* [Required work] Where the string "default" occurs in a line of the data below, that line should be copied.

* [Extracted data]
»»
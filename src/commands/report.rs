use anyhow::Result;

use constituency_search::{ser_by_population, vna_by_population, SearchConfig, SeatTarget};

use crate::cli::ReportArgs;
use crate::commands::load_configuration;
use crate::io::read_json;

/// Population per seat: the flag, else the config file's weights, else the reward default.
fn national_ratio(args: &ReportArgs) -> Result<f64> {
    if let Some(ratio) = args.national_ratio { return Ok(ratio) }
    let config = match &args.config {
        Some(path) => read_json::<SearchConfig>(path)?,
        None => SearchConfig::default(),
    };
    Ok(config.weights.national_ratio)
}

pub fn run(_cli: &crate::cli::Cli, args: &ReportArgs) -> Result<()> {
    let (document, configuration) = load_configuration(&args.input)?;
    let target = if args.current_seats { SeatTarget::Current } else { SeatTarget::Nearest };
    let ratio = national_ratio(args)?;
    let populations = document.full_populations(&configuration);

    println!("{:<24} {:>12} {:>10} {:>10}", "region", "population", "SER", "VNA");
    for (region, ser) in ser_by_population(&populations, ratio) {
        let population = populations[&region];
        let single = [(region.clone(), population)].into_iter().collect();
        // Regions without a usable seat count show "n/a".
        let vna = match vna_by_population(&single, |name| document.seats(name), target, ratio) {
            Ok(values) => format!("{:>10.4}", values[&region]),
            Err(err) => {
                log::warn!("{err}");
                format!("{:>10}", "n/a")
            }
        };
        println!("{region:<24} {population:>12} {ser:>10.4} {vna}");
    }
    Ok(())
}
««
* [Answer box]
/// Population per seat: the flag, else the config file's weights, else the reward default.
        None => SearchConfig::default(),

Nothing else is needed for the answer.